// Copyright (c) 2025, Jason Jenkins
// SPDX-License-Identifier: BSD-3-Clause

//! Background work for the UI thread.
//!
//! Network calls run on short-lived worker threads and report back through
//! mpsc channels drained once per frame, so the UI never blocks.  While a
//! job is pending its triggering control stays disabled, which keeps at
//! most one request in flight per logical action.

use anyhow::Result;
use std::sync::atomic::{AtomicBool, Ordering};
use std::sync::mpsc::{channel, Receiver, TryRecvError};
use std::sync::Arc;
use std::thread;
use std::time::Duration;

use crate::io::gateway::Gateway;
use crate::models::session::AugmentationProgress;

/// Handle to a running background job.
pub struct Pending<T> {
    rx: Receiver<Result<T>>,
}

/// Run `job` on a worker thread.
pub fn spawn<T, F>(job: F) -> Pending<T>
where
    T: Send + 'static,
    F: FnOnce() -> Result<T> + Send + 'static,
{
    let (tx, rx) = channel();
    thread::spawn(move || {
        let _ = tx.send(job());
    });
    Pending { rx }
}

impl<T> Pending<T> {
    /// The job result, once finished.  A worker that died without reporting
    /// comes back as an error rather than silence.
    pub fn poll(&self) -> Option<Result<T>> {
        match self.rx.try_recv() {
            Ok(result) => Some(result),
            Err(TryRecvError::Empty) => None,
            Err(TryRecvError::Disconnected) => {
                Some(Err(anyhow::anyhow!("background worker died unexpectedly")))
            }
        }
    }
}

pub const POLL_INTERVAL: Duration = Duration::from_secs(1);
pub const POLL_RETRY_INTERVAL: Duration = Duration::from_secs(2);
/// Consecutive failed polls tolerated before the poller gives up.
pub const MAX_POLL_FAILURES: u32 = 30;

#[derive(Debug)]
pub enum PollUpdate {
    Progress(AugmentationProgress),
    Failed(String),
}

/// A cancellable augmentation progress poller.  Polling stops when the
/// server reports completion, when [`ProgressPoller::stop`] is called (the
/// modal closed), or after [`MAX_POLL_FAILURES`] consecutive failures.
pub struct ProgressPoller {
    rx: Receiver<PollUpdate>,
    stop: Arc<AtomicBool>,
}

pub fn poll_augmentation(gateway: Gateway, session: String) -> ProgressPoller {
    let stop = Arc::new(AtomicBool::new(false));
    let (tx, rx) = channel();
    let flag = Arc::clone(&stop);

    thread::spawn(move || {
        let mut failures = 0u32;
        loop {
            if flag.load(Ordering::Relaxed) {
                log::info!("Augmentation poll for '{}' cancelled", session);
                break;
            }
            match gateway.augmentation_progress(&session) {
                Ok(progress) => {
                    failures = 0;
                    let completed = progress.completed;
                    if tx.send(PollUpdate::Progress(progress)).is_err() {
                        break;
                    }
                    if completed {
                        log::info!("Augmentation for '{}' completed", session);
                        break;
                    }
                    thread::sleep(POLL_INTERVAL);
                }
                Err(err) => {
                    failures += 1;
                    if failures >= MAX_POLL_FAILURES {
                        let _ = tx.send(PollUpdate::Failed(format!(
                            "gave up after {} failed progress checks: {}",
                            failures, err
                        )));
                        break;
                    }
                    log::warn!(
                        "Augmentation progress poll failed ({}/{}): {}",
                        failures,
                        MAX_POLL_FAILURES,
                        err
                    );
                    thread::sleep(POLL_RETRY_INTERVAL);
                }
            }
        }
    });

    ProgressPoller { rx, stop }
}

impl ProgressPoller {
    pub fn poll(&self) -> Option<PollUpdate> {
        self.rx.try_recv().ok()
    }

    pub fn stop(&self) {
        self.stop.store(true, Ordering::Relaxed);
    }
}

impl Drop for ProgressPoller {
    fn drop(&mut self) {
        self.stop();
    }
}

#[cfg(test)]
mod tests {
    use super::*;

    fn wait_for<T>(pending: &Pending<T>) -> Result<T> {
        for _ in 0..500 {
            if let Some(result) = pending.poll() {
                return result;
            }
            thread::sleep(Duration::from_millis(2));
        }
        panic!("background job did not finish in time");
    }

    #[test]
    fn test_spawn_delivers_result() {
        let pending = spawn(|| Ok(21 * 2));
        assert_eq!(wait_for(&pending).unwrap(), 42);
    }

    #[test]
    fn test_spawn_delivers_error() {
        let pending: Pending<()> = spawn(|| anyhow::bail!("backend unreachable"));
        let err = wait_for(&pending).unwrap_err();
        assert!(err.to_string().contains("backend unreachable"));
    }

    #[test]
    fn test_poll_before_completion_is_none() {
        let pending = spawn(|| {
            thread::sleep(Duration::from_millis(100));
            Ok(())
        });
        assert!(pending.poll().is_none());
        wait_for(&pending).unwrap();
    }
}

> [Task requirements]: Copy out each line of the data where the string "completed" appears.

> [Output for this task]:
                    let completed = progress.completed;
                    if completed {
                        log::info!("Augmentation for '{}' completed", session);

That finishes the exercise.